Voters could be asked to change Flint Township’s name in November referendum

FLINT TWP., MI — Officials here are planning an online poll to gauge interest in changing the township’s name and could ask voters to decide whether they want it to stay the same or change when a November referendum.

The Flint Township Board of Directors plans to post a survey on its website later this month, asking residents and businesses if they would like to change and which of six names they would prefer from a list put forward by a committee of the township’s Downtown Development Authority. .

If the council acts by August 16, voters could see a name change referendum on the November 8 ballot with a choice between Flint Township and one of the alternatives – Bishop, Garland, Oak Hills, Rolling Oaks , West Haven and Westwood Valley.

Five years ago, the same suggestion committee identified Carman Hills as its first choice for a new name, but state law only gave Michigan cities and towns the ability to change their name by altering their charters by popular vote.

Related: Committee selects potential new name for Flint Township

Last year, Governor Gretchen Whitmer changed that by signing a bill sponsored by State Representative David Martina Genesee County Republican, to give townships the same renaming power as cities and towns.

Township Supervisor Karyn Miller said some township residents who have a mailing address in Flint still wonder why they can’t vote for mayor of Flint and said outsiders often immediately associate the area with Flint and to the city’s water crisis.

Miller said she doesn’t care about voters changing the township’s name, but added that it “has an image problem, and I think we still do.”

Jerry Preston, who led the name change suggestion committee, said after working on the issue with the DDA, he thinks most business owners in the township want to change.

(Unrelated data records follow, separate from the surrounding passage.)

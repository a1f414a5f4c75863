//! Premium Rating Engine
//!
//! [`compute_premium`] is a pure function of a [`RatingRequest`] and a
//! [`RateTable`]. It performs no I/O, holds no state and never mutates the
//! table, so it is safe to call concurrently from any number of quotations.
//!
//! # Algorithm
//!
//! 1. Base premium: percentage of declared value, age-banded percentage, or flat
//! 2. Factor multipliers: vehicle age, engine capacity, usage, driver age, duration
//! 3. Vehicle category loading
//! 4. Claims-history and modification loadings
//! 5. Minimum premium floor, applied once after every multiplier
//! 6. Statutory levies on the floored premium
//! 7. Own-damage excess clamped to the table's floor and cap
//!
//! All arithmetic is unrounded `Decimal`. Each output component is rounded
//! once when the breakdown is assembled, and the totals are summed from the
//! rounded components.

use rust_decimal::Decimal;

use core_kernel::{Currency, Money};

use crate::breakdown::{AppliedFactor, PremiumBreakdown};
use crate::error::{ConfigurationError, RatingError, RatingInput};
use crate::factors::{Bracket, BracketTable, FactorDimension};
use crate::rate_table::{BaseRate, RateTable};
use crate::request::RatingRequest;

const MIN_DURATION_MONTHS: u32 = 1;
const MAX_DURATION_MONTHS: u32 = 12;

/// Prices `request` against `table`
///
/// # Errors
///
/// - `InvalidRequest` for missing or out-of-range inputs, naming the input
/// - `Configuration(TableMismatch)` if `table` belongs to a different
///   underwriter or product than the request selects
pub fn compute_premium(request: &RatingRequest, table: &RateTable) -> Result<PremiumBreakdown, RatingError> {
    let coverage = &request.coverage;
    if coverage.underwriter != *table.underwriter() || coverage.product != table.product() {
        return Err(ConfigurationError::TableMismatch {
            underwriter: table.underwriter().clone(),
            product: table.product(),
            requested: format!("{}/{}", coverage.underwriter, coverage.product),
        }
        .into());
    }

    let vehicle = &request.vehicle;
    let declared_value = vehicle.declared_value;
    let vehicle_age = validate(request, table)?;

    let mut premium = Adjusted::new(base_premium(table, declared_value, vehicle_age)?);

    let factors = table.factors();
    if let Some(brackets) = &factors.vehicle_age {
        premium.apply_bracket(lookup(brackets, vehicle_age, RatingInput::YearOfManufacture)?, brackets.dimension());
    }
    if let (Some(brackets), Some(cc)) = (&factors.engine_capacity, vehicle.engine_capacity_cc) {
        premium.apply_bracket(lookup(brackets, cc, RatingInput::EngineCapacity)?, brackets.dimension());
    }
    if !factors.usage.is_empty() {
        let multiplier = factors.usage.get(&vehicle.usage).copied().ok_or_else(|| {
            RatingError::invalid(
                RatingInput::UsageType,
                format!("{} does not cover {} use", table.underwriter_name(), vehicle.usage),
            )
        })?;
        premium.apply(FactorDimension::Usage, vehicle.usage.to_string(), multiplier);
    }
    if let (Some(brackets), Some(driver)) = (&factors.driver_age, &request.driver) {
        premium.apply_bracket(lookup(brackets, driver.age, RatingInput::DriverAge)?, brackets.dimension());
    }
    if let Some(brackets) = &factors.duration {
        premium.apply_bracket(lookup(brackets, coverage.duration_months, RatingInput::Duration)?, brackets.dimension());
    }

    if let Some(loading) = table.category_loading(vehicle.category) {
        premium.apply(FactorDimension::Category, vehicle.category.to_string(), loading);
    }

    if let Some(history) = &request.history {
        let loadings = table.history_loadings();
        if history.prior_claims {
            premium.apply(FactorDimension::ClaimsHistory, "prior claims", loadings.prior_claims);
        }
        if history.modified {
            premium.apply(FactorDimension::Modifications, "modified vehicle", loadings.modifications);
        }
    }

    let minimum_premium_applied = premium.amount < table.minimum_premium();
    let basic = if minimum_premium_applied {
        table.minimum_premium()
    } else {
        premium.amount
    };

    let levies = table.levies();
    let currency = table.currency();
    let basic_premium = Money::new(basic, currency);
    let training_levy = Money::new(levies.training_levy.apply(basic), currency);
    let pcf_levy = Money::new(levies.pcf_levy.apply(basic), currency);
    let stamp_duty = Money::new(levies.stamp_duty, currency);
    let total_levies = sum(currency, &[training_levy, pcf_levy, stamp_duty]);
    let total_premium = sum(currency, &[basic_premium, total_levies]);

    let excess = table.excess();
    let excess_amount = excess
        .own_damage
        .map(|od| od.amount_for(declared_value))
        .unwrap_or(Decimal::ZERO);

    let young_driver_excess = match (&excess.young_driver, &request.driver) {
        (Some(rule), Some(driver)) => {
            let too_young = driver.age < rule.under_age;
            let too_new = matches!(
                (rule.min_years_licensed, driver.years_licensed),
                (Some(min), Some(years)) if years < min
            );
            (too_young || too_new).then(|| Money::new(rule.amount, currency))
        }
        _ => None,
    };

    Ok(PremiumBreakdown {
        underwriter_id: table.underwriter().clone(),
        underwriter_name: table.underwriter_name().to_string(),
        product: table.product(),
        rate_table_effective_from: table.effective_from(),
        basic_premium,
        training_levy,
        pcf_levy,
        stamp_duty,
        total_levies,
        total_premium,
        excess_amount: Money::new(excess_amount, currency),
        young_driver_excess,
        minimum_premium_applied,
        adjustments: premium.applied,
    })
}

/// Checks request inputs against the table's acceptance limits and returns
/// the vehicle age
fn validate(request: &RatingRequest, table: &RateTable) -> Result<u32, RatingError> {
    let vehicle = &request.vehicle;
    let coverage = &request.coverage;
    let acceptance = table.acceptance();

    if vehicle.declared_value <= Decimal::ZERO {
        return Err(RatingError::invalid(
            RatingInput::DeclaredValue,
            "Vehicle value must be greater than zero",
        ));
    }
    if let Some(minimum) = acceptance.minimum_sum_insured {
        if vehicle.declared_value < minimum {
            return Err(RatingError::invalid(
                RatingInput::DeclaredValue,
                format!(
                    "{} requires a vehicle value of at least {}",
                    table.underwriter_name(),
                    Money::new(minimum, table.currency())
                ),
            ));
        }
    }

    let vehicle_age = vehicle.age_on(request.rated_on)?;
    if let Some(max_age) = acceptance.max_vehicle_age {
        if vehicle_age > max_age {
            return Err(RatingError::invalid(
                RatingInput::YearOfManufacture,
                format!(
                    "{} does not cover vehicles older than {} years",
                    table.underwriter_name(),
                    max_age
                ),
            ));
        }
    }

    if !(MIN_DURATION_MONTHS..=MAX_DURATION_MONTHS).contains(&coverage.duration_months) {
        return Err(RatingError::invalid(
            RatingInput::Duration,
            format!(
                "Policy duration must be between {} and {} months",
                MIN_DURATION_MONTHS, MAX_DURATION_MONTHS
            ),
        ));
    }

    if coverage.start_date < request.rated_on {
        return Err(RatingError::invalid(
            RatingInput::StartDate,
            "Cover start date cannot be in the past",
        ));
    }

    Ok(vehicle_age)
}

fn base_premium(table: &RateTable, declared_value: Decimal, vehicle_age: u32) -> Result<Decimal, RatingError> {
    Ok(match table.base_rate() {
        BaseRate::PercentOfValue { rate } => rate.apply(declared_value),
        BaseRate::PercentOfValueByAge { rates } => {
            declared_value * lookup(rates, vehicle_age, RatingInput::YearOfManufacture)?.factor
        }
        BaseRate::Flat { amount } => *amount,
    })
}

fn lookup(table: &BracketTable, value: u32, input: RatingInput) -> Result<&Bracket, RatingError> {
    table.lookup(value).ok_or_else(|| {
        let (min, max) = table.covered_range();
        let range = if max == u32::MAX {
            format!("{} and above", min)
        } else {
            format!("{} to {}", min, max)
        };
        RatingError::invalid(
            input,
            format!("{} of {} is outside the rated range {}", table.dimension(), value, range),
        )
    })
}

fn sum(currency: Currency, parts: &[Money]) -> Money {
    Money::new(parts.iter().map(Money::amount).sum(), currency)
}

/// Running unrounded premium with the trail of applied multipliers
struct Adjusted {
    amount: Decimal,
    applied: Vec<AppliedFactor>,
}

impl Adjusted {
    fn new(amount: Decimal) -> Self {
        Self {
            amount,
            applied: Vec::new(),
        }
    }

    fn apply(&mut self, dimension: FactorDimension, label: impl Into<String>, multiplier: Decimal) {
        self.amount *= multiplier;
        self.applied.push(AppliedFactor {
            dimension,
            label: label.into(),
            multiplier,
        });
    }

    fn apply_bracket(&mut self, bracket: &Bracket, dimension: FactorDimension) {
        self.apply(dimension, bracket.label.clone(), bracket.factor);
    }
}

#[cfg(test)]
mod tests {
    use super::*;
    use chrono::NaiveDate;
    use core_kernel::Rate;
    use rust_decimal_macros::dec;

    use crate::coverage::{CoverageSelection, ProductCode, UnderwriterId};
    use crate::rate_table::{ExcessStructure, PercentageExcess, YoungDriverExcess};
    use crate::request::DriverProfile;
    use crate::vehicle::{UsageType, VehicleCategory, VehicleProfile};

    fn rated_on() -> NaiveDate {
        NaiveDate::from_ymd_opt(2025, 7, 15).unwrap()
    }

    fn table() -> RateTable {
        RateTable::builder("sanlam", "Sanlam", ProductCode::TotalOwnRisk, NaiveDate::from_ymd_opt(2025, 7, 1).unwrap())
            .base_rate(BaseRate::PercentOfValue { rate: Rate::from_percentage(dec!(0.15)) })
            .minimum_premium(dec!(3000))
            .max_vehicle_age(15)
            .vehicle_age_factors(
                BracketTable::new(
                    FactorDimension::VehicleAge,
                    vec![
                        Bracket::new(0, 3, dec!(1.2), "0-3 years"),
                        Bracket::new(4, 8, dec!(1.0), "4-8 years"),
                        Bracket::new(9, 15, dec!(0.9), "9-15 years"),
                    ],
                )
                .unwrap(),
            )
            .excess(ExcessStructure {
                own_damage: Some(PercentageExcess::new(
                    Rate::from_percentage(dec!(10)),
                    Some(dec!(50000)),
                    Some(dec!(200000)),
                )),
                young_driver: Some(YoungDriverExcess {
                    amount: dec!(10000),
                    under_age: 25,
                    min_years_licensed: None,
                }),
                ..Default::default()
            })
            .build()
            .unwrap()
    }

    fn request(value: Decimal, year: i32) -> RatingRequest {
        RatingRequest {
            vehicle: VehicleProfile {
                registration: "KDA 123A".to_string(),
                make: "Toyota".to_string(),
                model: "Axio".to_string(),
                year_of_manufacture: year,
                engine_capacity_cc: Some(1500),
                declared_value: value,
                usage: UsageType::Private,
                category: VehicleCategory::PrivateCar,
            },
            driver: None,
            coverage: CoverageSelection {
                product: ProductCode::TotalOwnRisk,
                underwriter: UnderwriterId::new("sanlam"),
                duration_months: 12,
                start_date: rated_on(),
            },
            history: None,
            rated_on: rated_on(),
        }
    }

    #[test]
    fn test_standard_bracket_at_floor() {
        let breakdown = compute_premium(&request(dec!(2_000_000), 2020), &table()).unwrap();
        assert_eq!(breakdown.basic_premium().amount(), dec!(3000));
        assert_eq!(breakdown.training_levy().amount(), dec!(6));
        assert_eq!(breakdown.pcf_levy().amount(), dec!(7.5));
        assert_eq!(breakdown.total_levies().amount(), dec!(53.5));
        assert_eq!(breakdown.total_premium().amount(), dec!(3053.5));
        assert!(!breakdown.minimum_premium_applied());
    }

    #[test]
    fn test_new_vehicle_loading_lifts_above_floor() {
        let breakdown = compute_premium(&request(dec!(2_000_000), 2024), &table()).unwrap();
        assert_eq!(breakdown.basic_premium().amount(), dec!(3600));
    }

    #[test]
    fn test_floor_applied_after_multipliers() {
        // 1,000,000 x 0.15% = 1,500, x 0.9 = 1,350, floored to 3,000
        let breakdown = compute_premium(&request(dec!(1_000_000), 2014), &table()).unwrap();
        assert_eq!(breakdown.basic_premium().amount(), dec!(3000));
        assert!(breakdown.minimum_premium_applied());
    }

    #[test]
    fn test_excess_clamped() {
        let low = compute_premium(&request(dec!(300_000), 2020), &table()).unwrap();
        let high = compute_premium(&request(dec!(5_000_000), 2020), &table()).unwrap();
        assert_eq!(low.excess_amount().amount(), dec!(50000));
        assert_eq!(high.excess_amount().amount(), dec!(200000));
    }

    #[test]
    fn test_young_driver_excess() {
        let mut req = request(dec!(2_000_000), 2020);
        req.driver = Some(DriverProfile::new(22));
        let breakdown = compute_premium(&req, &table()).unwrap();
        assert_eq!(breakdown.young_driver_excess().unwrap().amount(), dec!(10000));
    }

    #[test]
    fn test_vehicle_over_age_limit_rejected() {
        let result = compute_premium(&request(dec!(2_000_000), 2008), &table());
        assert!(matches!(
            result,
            Err(RatingError::InvalidRequest { input: RatingInput::YearOfManufacture, .. })
        ));
    }

    #[test]
    fn test_past_start_date_rejected() {
        let mut req = request(dec!(2_000_000), 2020);
        req.coverage.start_date = NaiveDate::from_ymd_opt(2025, 7, 14).unwrap();
        let result = compute_premium(&req, &table());
        assert!(matches!(
            result,
            Err(RatingError::InvalidRequest { input: RatingInput::StartDate, .. })
        ));
    }

    #[test]
    fn test_table_mismatch_is_configuration_error() {
        let mut req = request(dec!(2_000_000), 2020);
        req.coverage.underwriter = UnderwriterId::new("madison");
        let result = compute_premium(&req, &table());
        assert!(result.unwrap_err().is_configuration());
    }
}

In 1998, a business group also suggested changing the township’s name, and possibly becoming a city, saying the area needed its own identity in addition to being a suburb of Flint.

Township Treasurer Lisa R. Anderson said at a trustees’ meeting last week that she was concerned that business owners are “directing what happens with the name change and they may not live -be not here”.

Other officials said some companies preferred to leave the township name unchanged, and Miller said that regardless of the results of the survey, voters would be the ultimate decision makers.

“I don’t care if that changes or not, but I think the community should decide,” Township Administrator Barb Vert said.

Preston said that if the name change referendum is not presented to voters in November, it will likely be at least two years before the next opportunity arises.

The law that allows townships to change names requires a majority of voters in an August or November election to approve a new name and allows the township council to approve the same change by a resolution passed at the two-thirds majority.

By law, a canton can only change its name once every 25 years.

Also: Here are the 105 submissions to rename Flint Township

The six potential new names are among dozens that have been suggested for the township over the years, Preston said.

Over 100 names were submitted by the Suggestion Committee by interested parties five years ago.

He said the name Garland is a throwback to when the area was Garland Township in the 1800s and West Haven was proposed as the name for the area during discussions about becoming a town in the 1950s.

Township officials said the online survey into the matter should be available via his website from Monday, June 20.